At present, this boolean flag is supposed to apply to the whole asset class. However, that means if a control produces side effects, they will be produced at every asset in the class. For some controls, this makes no sense. E.g., if a service can detect that a client may be compromised using biometrics or some such data, then a possible control strategy might be to disable access by clients where this is detected. But disablement causes side effects, and we don't want those caused for the whole population of clients - only the ones believe to be compromised. For this type of control we want selective enablement. In principle this could be represented by setting the boolean flag to true for the min coverage level (i.e., that the disablement control is present for at least one client), but not for the average (a randomly chosen client) or max coverage (all clients).
This is likely to be most relevant for controls that are run-time malleable (i.e., they can be enabled or disabled in an already running system). See also issue #74.
Normal operational effects
The same observation holds for normal operational effects representing behaviours that are expected and usually desired, but nevertheless increase risks. The archetypical example is the 'domain#InService' behaviour of domain#Host assets, meaning the host is in service, caused by a threat that represents the (non-malign) action of switching the host on.
If access disablement controls should be enabled only for a few members of a population, then presumably the likelihoods of in service behaviours should also handle cases where only a very small number of assets in a population lack the behaviour.
CSG recommendations
We have an algorithm that uses threat path analysis to find control strategies in a system model that could be used to reduce risks in the modelled system, either at design time (based on a future risk analysis) or in a running system (based on a current risk analysis). In the runtime version it is necessary to convert the recommendation into a form that someone (or some automated process) fulfilling a system managent role could use.
The use of instance-related 'additional properties' would obviously help with this. If a vulnerability scan showed a patchable CVE is present in a host with the role of system#OnlineStoreServer and IP address 192.168.1.3, then the recommendation to apply the patch could refer to the relevant IP address.
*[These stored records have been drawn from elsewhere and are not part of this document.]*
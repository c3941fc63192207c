//! # 来源解析与格式分类
//!
//! ## 设计思路
//!
//! 在拉取之前先把描述里的 `source_uri` 规整成统一形态：
//! - 以路径分隔符开头 → 本地文件，规整为 `file://` URI
//! - 非 `http(s)` 且不带已识别 scheme → 作为内置资源名查找
//! - 查找失败不中断流程，只记录日志并保留原值，由后续拉取阶段自然失败
//!
//! 动图判定是启发式：解码后的原始 URI、解码后的解析 URI 以 `.gif` 结尾或包含 `.gif`，
//! 或者条目名包含 `gif`（不区分大小写），即走 GIF 路径。误判由“GIF 失败回退静态解码”兜底。

use std::borrow::Cow;
use std::path::{Component, Path, PathBuf};

use super::ImageConfig;

const GIF_URI_MARKER: &str = ".gif";
const GIF_NAME_MARKER: &str = "gif";
const RESOURCE_EXTENSIONS: [&str; 5] = ["png", "jpg", "jpeg", "gif", "webp"];
pub(crate) const ASSET_SCHEME_PREFIX: &str = "asset://";

/// 内置资源查找能力（平台资源表的抽象）。
///
/// 在工作线程上调用，因此要求 `Send + Sync`。
pub trait ResourceBundle: Send + Sync {
    /// 按裸资源名查找文件。
    fn resource_path(&self, name: &str) -> Option<PathBuf>;
    /// 按资产相对路径查找文件。
    fn asset_path(&self, path: &str) -> Option<PathBuf>;
}

/// 基于目录的资源表：资源目录 + 资产目录。
#[derive(Debug, Clone, Default)]
pub struct DirectoryBundle {
    resource_dir: Option<PathBuf>,
    asset_dir: Option<PathBuf>,
}

impl DirectoryBundle {
    pub fn new(resource_dir: Option<PathBuf>, asset_dir: Option<PathBuf>) -> Self {
        Self { resource_dir, asset_dir }
    }

    pub fn from_config(config: &ImageConfig) -> Self {
        Self::new(config.resource_dir.clone(), config.asset_dir.clone())
    }

    /// 资源名规整：小写，`-` 替换为 `_`。
    fn normalize_resource_name(name: &str) -> String {
        name.trim().to_lowercase().replace('-', "_")
    }
}

impl ResourceBundle for DirectoryBundle {
    fn resource_path(&self, name: &str) -> Option<PathBuf> {
        let dir = self.resource_dir.as_ref()?;
        if !is_plain_relative(Path::new(name)) {
            return None;
        }

        let exact = dir.join(name);
        if exact.is_file() {
            return Some(exact);
        }

        let normalized = Self::normalize_resource_name(name);
        RESOURCE_EXTENSIONS
            .iter()
            .map(|ext| dir.join(format!("{}.{}", normalized, ext)))
            .find(|candidate| candidate.is_file())
    }

    fn asset_path(&self, path: &str) -> Option<PathBuf> {
        let dir = self.asset_dir.as_ref()?;
        let relative = Path::new(path.trim_start_matches('/'));
        if !is_plain_relative(relative) {
            return None;
        }

        let candidate = dir.join(relative);
        candidate.is_file().then_some(candidate)
    }
}

/// 只允许普通路径段，拒绝 `..`、根目录与盘符，防止跳出资源目录。
fn is_plain_relative(path: &Path) -> bool {
    path.components().all(|c| matches!(c, Component::Normal(_) | Component::CurDir))
}

/// 拉取阶段依据的来源形态。
#[derive(Debug, Clone, Copy, PartialEq, Eq)]
pub(crate) enum SourceKind {
    Http,
    File,
    Asset,
    Data,
    Resource,
}

impl SourceKind {
    pub(crate) fn of(uri: &str) -> Self {
        let lower = uri.trim_start().to_ascii_lowercase();
        if lower.starts_with("http://") || lower.starts_with("https://") {
            Self::Http
        } else if lower.starts_with("file://") {
            Self::File
        } else if lower.starts_with(ASSET_SCHEME_PREFIX) {
            Self::Asset
        } else if lower.starts_with("data:") {
            Self::Data
        } else {
            Self::Resource
        }
    }
}

/// 本地路径 → `file://` URI。
pub(crate) fn to_file_uri(path: &str) -> String {
    reqwest::Url::from_file_path(path)
        .map(|url| url.to_string())
        .unwrap_or_else(|_| format!("file://{}", path))
}

/// 解析描述中的来源地址。
///
/// 资源查找失败时原样返回，并记录告警。
pub(crate) fn resolve_source_uri(uri: &str, bundle: &dyn ResourceBundle) -> String {
    if uri.starts_with('/') {
        return to_file_uri(uri);
    }

    match SourceKind::of(uri) {
        SourceKind::Resource => match bundle.resource_path(uri) {
            Some(path) => to_file_uri(&path.to_string_lossy()),
            None => {
                log::warn!("⚠️ 未找到内置资源，保留原地址继续：{}", uri);
                uri.to_string()
            }
        },
        _ => uri.to_string(),
    }
}

/// 百分号解码，失败时回退原串。
fn percent_decode_or_raw(value: &str) -> Cow<'_, str> {
    urlencoding::decode(value).unwrap_or(Cow::Borrowed(value))
}

/// 动图判定启发式。
pub(crate) fn is_animated_candidate(name: &str, original_uri: &str, resolved_uri: &str) -> bool {
    let uri_matches = |uri: &str| {
        let decoded = percent_decode_or_raw(uri).to_lowercase();
        decoded.ends_with(GIF_URI_MARKER) || decoded.contains(GIF_URI_MARKER)
    };

    uri_matches(original_uri)
        || uri_matches(resolved_uri)
        || name.to_lowercase().contains(GIF_NAME_MARKER)
}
At present, that only works properly if the system#OnlineStoreServer class is a singleton. See issue #67.
In some cases, the CSG recommender algorithm may be unable to detect that such a control strategy is useful unless it can use selective enablement of controls.
Where the risk is caused by side effects from a control, especially a disablement control, this may also depend on the correct representation of secondary (normal operational) effects from the disablement.
Arguably, the CSG recommendation algorithm development should not seek to address system models containing non-singleton asset populations until we have resolved how system model asset classes and system asset instances should be related, and behaviour likelihoods, TW levels and control coverage levels related to those asset instances.